Wie ich auf dies Drama komme? Auch im Tango gibt es Faktoren, die ihre Schuldigkeit zu tun haben, die man für ihre Arbeit jedoch nicht wertschätzt.

Meine Musikerinnen und ich veranstalten ja gelegentlich Konzerte – manchmal sogar mit Tangomusik. Was mich immer wieder verblüfft: Wir können uns zwar über mangelnden Publikums-Zulauf nicht beklagen – aber obwohl wir die Einladungen auch ans Tangoumfeld schicken, bleibt da die Resonanz ziemlich gering. Stattdessen erscheinen haufenweise Leute, die sicher noch keinen Schritt dieses Tanzes versucht haben.

Diese Erfahrung erschütterte mein tänzerisches Weltbild erheblich. Wenn man sich auf dem Parkett bewegt, muss man doch die Musik mögen, sich mit ihr beschäftigen?
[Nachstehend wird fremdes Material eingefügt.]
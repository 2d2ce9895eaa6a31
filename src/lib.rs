//! Air Fryer interest form: a Zellij plugin collecting a validated sign-up.
//!
//! The plugin renders a six-field form (first name, last name, phone number,
//! email address, price guess and a 16-digit PIN) in a floating pane:
//! - Phone numbers and PINs are masked as they are typed
//! - Price guesses that are not decimal-shaped are refused keystroke by keystroke
//! - Errors appear once a field has been left, and clear as soon as it is fixed
//! - The submit control stays disabled until every field validates
//! - A successful submission hands a normalized payload to a submission sink

#![allow(clippy::multiple_crate_versions)]

//!
//! # Architecture
//!
//! ```text
//! ┌─────────────────────────────────────────────────────┐
//! │  Zellij Plugin Shim (main.rs, plugin.rs)            │  ← Entry point
//! └─────────────────────────────────────────────────────┘
//!                        │
//! ┌─────────────────────────────────────────────────────┐
//! │  Application Layer (app/)                           │  ← Focus ring
//! │  - Event handling                                   │  ← Blur on leave
//! │  - Action dispatching                               │
//! │  - View model computation                           │
//! └─────────────────────────────────────────────────────┘
//!         │                    │                    │
//! ┌───────────────┐   ┌───────────────┐   ┌───────────────┐
//! │ UI Layer      │   │ Form Engine   │   │ Sinks         │
//! │ (ui/)         │   │ (form/)       │   │ (sink/)       │
//! │ - Field adapt.│   │ - Rule table  │   │ - Log sink    │
//! │ - Theming     │   │ - Formatters  │   │ - Memory sink │
//! │ - Components  │   │ - Validators  │   │               │
//! └───────────────┘   └───────────────┘   └───────────────┘
//!         │                    │                    │
//! ┌─────────────────────────────────────────────────────┐
//! │  Infrastructure & Domain Layers                     │
//! │  - Sandbox paths (infrastructure/)                  │
//! │  - Field names, records, payload (domain/)          │
//! │  - Error types (domain/error)                       │
//! └─────────────────────────────────────────────────────┘
//!                        │
//! ┌─────────────────────────────────────────────────────┐
//! │  Observability (observability/)                     │
//! │  - OpenTelemetry tracing                            │
//! │  - File-based OTLP export                           │
//! └─────────────────────────────────────────────────────┘
//! ```
//!
//! # Modules
//!
//! - [`app`]: Application state machine with event/action model
//! - [`domain`]: Field names, form records, payload and errors
//! - [`form`]: The form engine and its rule table
//! - [`sink`]: Destinations for validated submissions
//! - [`infrastructure`]: Sandbox paths
//! - [`ui`]: Terminal rendering with theme support
//! - [`observability`]: OpenTelemetry tracing to a rotating file
//!
//! # Configuration
//!
//! ```kdl
//! pane {
//!     plugin location="file:/path/to/air-fryer-form.wasm" {
//!         theme "catppuccin-latte"
//!         trace_level "debug"
//!         title "Air Fryer Interest Form"
//!     }
//! }
//! ```
//!
//! # Library Usage
//!
//! ```rust
//! use air_fryer_form::{handle_event, initialize, Action, Config, Event};
//!
//! let mut state = initialize(&Config::default());
//! for c in "Al".chars() {
//!     handle_event(&mut state, &Event::Char(c));
//! }
//! let (_, actions) = handle_event(&mut state, &Event::Submit);
//! // The form is still incomplete, so nothing is submitted.
//! assert!(!actions.iter().any(|a| matches!(a, Action::Submit(_))));
//! ```

pub mod app;
pub mod domain;
pub mod form;
pub mod infrastructure;
pub mod observability;
pub mod sink;
pub mod ui;

pub use app::{handle_event, Action, AppState, Event, Focus};
pub use domain::{FieldName, FormError, Result, ValidatedPayload};
pub use form::FormEngine;
pub use ui::Theme;

use std::collections::BTreeMap;

/// Theme used when none is configured.
pub const DEFAULT_THEME: &str = "catppuccin-mocha";

/// Tracing filter used when none is configured.
pub const DEFAULT_TRACE_LEVEL: &str = "info";

/// Plugin configuration parsed from Zellij's configuration system.
#[derive(Debug, Clone, PartialEq, Eq)]
pub struct Config {
    /// Built-in theme name. Ignored if `theme_file` is set.
    pub theme_name: String,

    /// Path to a custom TOML theme file; `~` refers to the sandbox `/host`.
    pub theme_file: Option<String>,

    /// `EnvFilter` directive, e.g. `debug` or `air_fryer_form::form=trace`.
    pub trace_level: String,

    /// Form heading.
    pub title: String,
}

impl Default for Config {
    fn default() -> Self {
        Self {
            theme_name: DEFAULT_THEME.to_string(),
            theme_file: None,
            trace_level: DEFAULT_TRACE_LEVEL.to_string(),
            title: app::state::DEFAULT_TITLE.to_string(),
        }
    }
}

impl Config {
    /// Parses configuration from Zellij's configuration map.
    ///
    /// Unknown keys are ignored; missing or blank values keep their defaults.
    ///
    /// ```rust
    /// use std::collections::BTreeMap;
    /// use air_fryer_form::Config;
    ///
    /// let mut map = BTreeMap::new();
    /// map.insert("theme".to_string(), "catppuccin-latte".to_string());
    /// map.insert("title".to_string(), "  ".to_string());
    ///
    /// let config = Config::from_zellij(&map);
    /// assert_eq!(config.theme_name, "catppuccin-latte");
    /// assert_eq!(config.title, "Air Fryer Interest Form");
    /// ```
    #[must_use]
    pub fn from_zellij(config: &BTreeMap<String, String>) -> Self {
        let value = |key: &str| {
            config
                .get(key)
                .map(|v| v.trim())
                .filter(|v| !v.is_empty())
                .map(String::from)
        };
        let defaults = Self::default();

        Self {
            theme_name: value("theme").unwrap_or(defaults.theme_name),
            theme_file: value("theme_file"),
            trace_level: value("trace_level").unwrap_or(defaults.trace_level),
            title: value("title").unwrap_or(defaults.title),
        }
    }

    /// Loads the configured theme: the theme file if set, otherwise the named
    /// built-in theme.
    ///
    /// # Errors
    ///
    /// Returns [`FormError::Theme`] when the file cannot be loaded and
    /// [`FormError::Config`] when the name matches no built-in theme.
    pub fn load_theme(&self) -> Result<Theme> {
        if let Some(theme_file) = &self.theme_file {
            return Theme::from_file(infrastructure::expand_tilde(theme_file));
        }

        Theme::from_name(&self.theme_name)
            .ok_or_else(|| FormError::Config(format!("unknown theme '{}'", self.theme_name)))
    }
}

/// Creates the application state for a configuration.
///
/// A theme that fails to load is logged and replaced by the default theme;
/// configuration problems never keep the form from opening.
pub fn initialize(config: &Config) -> AppState {
    tracing::debug!("initializing interest form plugin");

    let theme = config.load_theme().unwrap_or_else(|e| {
        tracing::debug!(
            theme_name = %config.theme_name,
            theme_file = ?config.theme_file,
            error = %e,
            "failed to load theme, using default"
        );
        Theme::default()
    });

    AppState::new(theme, config.title.clone())
}

#[cfg(test)]
mod tests {
    use super::*;
    use std::io::Write;

    fn map(pairs: &[(&str, &str)]) -> BTreeMap<String, String> {
        pairs
            .iter()
            .map(|(k, v)| ((*k).to_string(), (*v).to_string()))
            .collect()
    }

    #[test]
    fn empty_map_yields_defaults() {
        assert_eq!(Config::from_zellij(&BTreeMap::new()), Config::default());
    }

    #[test]
    fn parses_every_key_and_ignores_unknown_ones() {
        let config = Config::from_zellij(&map(&[
            ("theme", "catppuccin-frappe"),
            ("theme_file", "~/themes/form.toml"),
            ("trace_level", "debug"),
            ("title", "Pre-order Survey"),
            ("pane_title", "ignored"),
        ]));

        assert_eq!(config.theme_name, "catppuccin-frappe");
        assert_eq!(config.theme_file.as_deref(), Some("~/themes/form.toml"));
        assert_eq!(config.trace_level, "debug");
        assert_eq!(config.title, "Pre-order Survey");
    }

    #[test]
    fn blank_values_fall_back() {
        let config = Config::from_zellij(&map(&[("trace_level", ""), ("theme_file", " ")]));
        assert_eq!(config.trace_level, DEFAULT_TRACE_LEVEL);
        assert_eq!(config.theme_file, None);
    }

    #[test]
    fn unknown_theme_name_is_a_config_error() {
        let config = Config {
            theme_name: "solarized".to_string(),
            ..Config::default()
        };
        assert!(matches!(config.load_theme(), Err(FormError::Config(_))));
    }

    #[test]
    fn initialize_falls_back_to_default_theme() {
        let config = Config {
            theme_file: Some("/definitely/not/here.toml".to_string()),
            title: "Survey".to_string(),
            ..Config::default()
        };
        let state = initialize(&config);
        assert_eq!(state.theme, Theme::default());
        assert_eq!(state.title, "Survey");
    }

    #[test]
    fn initialize_loads_theme_file() {
        let latte = Theme::from_name("catppuccin-latte").unwrap();
        let mut file = tempfile::NamedTempFile::new().unwrap();
        file.write_all(toml::to_string(&latte).unwrap().as_bytes())
            .unwrap();

        let config = Config {
            theme_file: Some(file.path().to_string_lossy().into_owned()),
            ..Config::default()
        };
        assert_eq!(initialize(&config).theme, latte);
    }
}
Offenbar nicht.  

Ich habe einmal auf der FB-Seite „Tango München“ die Annoncen (Diskussionsbeiträge wäre zu hoch gegriffen) der letzten zehn Tage durchgesehen. Was wird da über die Musik der Practicas und Milongas gesagt? Ergebnis: fast nichts. Stattdessen sind „Tango-Gutscheine“ derzeit schwer angesagt. Meist wird auf die gebotenen Klänge überhaupt nicht eingegangen, manchmal wenigstens der DJ genannt. Als Ausnahmen habe ich entdeckt:

„Wir spielen klassische Tangos in Tandas mit Cortinas.“

„nur der pure Tango mit feinster traditioneller Musik“

Einmal immerhin werden wir sogar musikhistorisch belehrt:

„Durch Gardel hielt der gesungene Tango Einzug in die Tango Musik; de Caro gilt als Pate des instrumentellen Tangos, aus welchem sich später die Tangos der goldenen Tango Jahre (also die Tangos, die wir heute hören) entwickelten.“

Da frage ich mich doch: Wer ist dieser komische Sänger, den wir auf den Milongas so gut wie nie kennenlernen? Und wir hören die Tangos der goldenen Jahre… wir alle? Interessant!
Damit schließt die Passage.